# Requirement:
Below are the records; copy each line in them that holds the word "async".
____ Raw data
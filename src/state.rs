// src/state.rs

use axum::extract::FromRef;

use crate::{
    config::Config,
    services::{AccountService, FeedService, LikeService, SearchService},
    store::SharedStore,
};

#[derive(Clone)]
pub struct AppState {
    pub store: SharedStore,
    pub config: Config,
}

impl AppState {
    pub fn new(store: SharedStore, config: Config) -> Self {
        Self { store, config }
    }
}

impl FromRef<AppState> for Config {
    fn from_ref(state: &AppState) -> Self {
        state.config.clone()
    }
}

impl FromRef<AppState> for AccountService {
    fn from_ref(state: &AppState) -> Self {
        AccountService::new(state.store.clone())
    }
}

impl FromRef<AppState> for FeedService {
    fn from_ref(state: &AppState) -> Self {
        FeedService::new(state.store.clone())
    }
}

impl FromRef<AppState> for LikeService {
    fn from_ref(state: &AppState) -> Self {
        LikeService::new(state.store.clone())
    }
}

impl FromRef<AppState> for SearchService {
    fn from_ref(state: &AppState) -> Self {
        SearchService::new(state.store.clone())
    }
}
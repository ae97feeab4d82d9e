// src/utils/jwt.rs

use std::time::{SystemTime, UNIX_EPOCH};

use axum::{
    body::Body,
    extract::State,
    http::{Request, StatusCode, header},
    middleware::Next,
    response::Response,
};
use jsonwebtoken::{DecodingKey, EncodingKey, Header, Validation, decode, encode};
use serde::{Deserialize, Serialize};

use crate::{config::Config, error::AppError};

/// JWT Claims structure.
#[derive(Debug, Deserialize, Serialize, Clone)]
pub struct Claims {
    /// Subject - Stores the User ID (as string).
    pub sub: String,
    pub username: String,
    /// Expiration time as Unix timestamp.
    pub exp: usize,
}

impl Claims {
    /// The authenticated user's id, passed explicitly into every service call.
    pub fn user_id(&self) -> Result<i64, AppError> {
        self.sub
            .parse()
            .map_err(|_| AppError::AuthError("Invalid token subject".to_string()))
    }
}

/// Signs a new JWT for the user.
pub fn sign_jwt(
    id: i64,
    username: &str,
    secret: &str,
    expiration_seconds: u64,
) -> Result<String, AppError> {
    let expiration = SystemTime::now()
        .duration_since(UNIX_EPOCH)
        .map_err(|e| AppError::InternalServerError(e.to_string()))?
        .as_secs() as usize
        + expiration_seconds as usize;

    let claims = Claims {
        sub: id.to_string(),
        username: username.to_owned(),
        exp: expiration,
    };

    encode(
        &Header::default(),
        &claims,
        &EncodingKey::from_secret(secret.as_bytes()),
    )
    .map_err(|e| AppError::InternalServerError(e.to_string()))
}

/// Verifies and decodes a JWT string.
///
/// Returns the `Claims` if valid, otherwise returns an `AppError`.
pub fn verify_jwt(token: &str, secret: &str) -> Result<Claims, AppError> {
    let token_data = decode(
        token,
        &DecodingKey::from_secret(secret.as_bytes()),
        &Validation::default(),
    )
    .map_err(|_| AppError::AuthError("Invalid token".to_string()))?;

    Ok(token_data.claims)
}

/// Axum Middleware: Authentication.
///
/// Intercepts requests, validates the 'Authorization: Bearer <token>' header.
/// If valid, injects `Claims` into the request extensions for handlers to use.
/// If invalid, returns 401 Unauthorized with an empty body.
pub async fn auth_middleware(
    State(config): State<Config>,
    mut req: Request<Body>,
    next: Next,
) -> Result<Response, StatusCode> {
    let token = req
        .headers()
        .get(header::AUTHORIZATION)
        .and_then(|value| value.to_str().ok())
        .and_then(|value| value.strip_prefix("Bearer "))
        .ok_or(StatusCode::UNAUTHORIZED)?;

    match verify_jwt(token, &config.jwt_secret) {
        Ok(claims) => {
            req.extensions_mut().insert(claims);
            Ok(next.run(req).await)
        }
        Err(e) => {
            tracing::debug!("Rejected bearer token: {}", e);
            Err(StatusCode::UNAUTHORIZED)
        }
    }
}

#[cfg(test)]
mod tests {
    use super::*;

    #[test]
    fn signed_token_verifies() {
        let token = sign_jwt(7, "alice", "secret", 60).unwrap();
        let claims = verify_jwt(&token, "secret").unwrap();
        assert_eq!(claims.user_id().unwrap(), 7);
        assert_eq!(claims.username, "alice");
    }

    #[test]
    fn wrong_secret_is_rejected() {
        let token = sign_jwt(7, "alice", "secret", 60).unwrap();
        assert!(matches!(
            verify_jwt(&token, "other"),
            Err(AppError::AuthError(_))
        ));
    }

    #[test]
    fn non_numeric_subject_is_rejected() {
        let claims = Claims {
            sub: "abc".to_string(),
            username: "x".to_string(),
            exp: 0,
        };
        assert!(claims.user_id().is_err());
    }
}
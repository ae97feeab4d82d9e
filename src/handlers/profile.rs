// src/handlers/profile.rs

use axum::{
    Json,
    extract::{Path, State},
    response::IntoResponse,
};

use crate::{
    error::AppError,
    services::{FeedService, LikeService},
};

/// Posts written by a user. Empty for an unknown user.
pub async fn user_posts(
    State(feed): State<FeedService>,
    Path(user_id): Path<i64>,
) -> Result<impl IntoResponse, AppError> {
    Ok(Json(feed.list_by_user(user_id).await?))
}

/// Like rows owned by a user.
pub async fn user_likes(
    State(likes): State<LikeService>,
    Path(user_id): Path<i64>,
) -> Result<impl IntoResponse, AppError> {
    Ok(Json(likes.likes_by_user(user_id).await?))
}
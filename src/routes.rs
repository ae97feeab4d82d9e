// src/routes.rs

use axum::{
    Router,
    http::{HeaderValue, Method, header},
    middleware,
    routing::{get, post},
};
use tower_http::{cors::CorsLayer, trace::TraceLayer};

use crate::{
    handlers::{auth, community, interaction, profile, search},
    state::AppState,
    utils::jwt::auth_middleware,
};

/// Assembles the main application router.
///
/// * Public reads and the auth endpoints are open.
/// * Writes, like state and `/api/user` sit behind `auth_middleware` (401, empty body).
/// * Applies global middleware (Trace, CORS).
pub fn create_router(state: AppState) -> Router {
    let origins = [
        HeaderValue::from_static("http://localhost:3000"),
        HeaderValue::from_static("http://127.0.0.1:3000"),
        HeaderValue::from_static("http://localhost:5173"),
    ];

    let cors = CorsLayer::new()
        .allow_origin(origins)
        .allow_methods([Method::GET, Method::POST])
        .allow_headers([header::AUTHORIZATION, header::CONTENT_TYPE]);

    let public_routes = Router::new()
        .route("/register", post(auth::register))
        .route("/login", post(auth::login))
        .route("/posts", get(community::list_posts))
        .route("/posts/trending", get(community::list_trending))
        .route("/posts/{id}", get(community::get_post))
        .route("/posts/{id}/comments", get(interaction::list_comments))
        .route("/users/{id}/posts", get(profile::user_posts))
        .route("/users/{id}/likes", get(profile::user_likes))
        .route("/search", get(search::search));

    let protected_routes = Router::new()
        .route("/user", get(auth::current_user))
        .route("/posts", post(community::create_post))
        .route("/posts/{id}/comments", post(interaction::create_comment))
        .route("/posts/{id}/liked", get(interaction::is_liked))
        .route("/posts/{id}/like", post(interaction::like_post))
        .route("/posts/{id}/unlike", post(interaction::unlike_post))
        .route_layer(middleware::from_fn_with_state(
            state.clone(),
            auth_middleware,
        ));

    Router::new()
        .nest("/api", public_routes.merge(protected_routes))
        // Global Middleware (applied from outside in)
        .layer(TraceLayer::new_for_http())
        .layer(cors)
        .with_state(state)
}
________
# Solution for this task:
pub async fn auth_middleware(
pub async fn user_posts(
pub async fn user_likes(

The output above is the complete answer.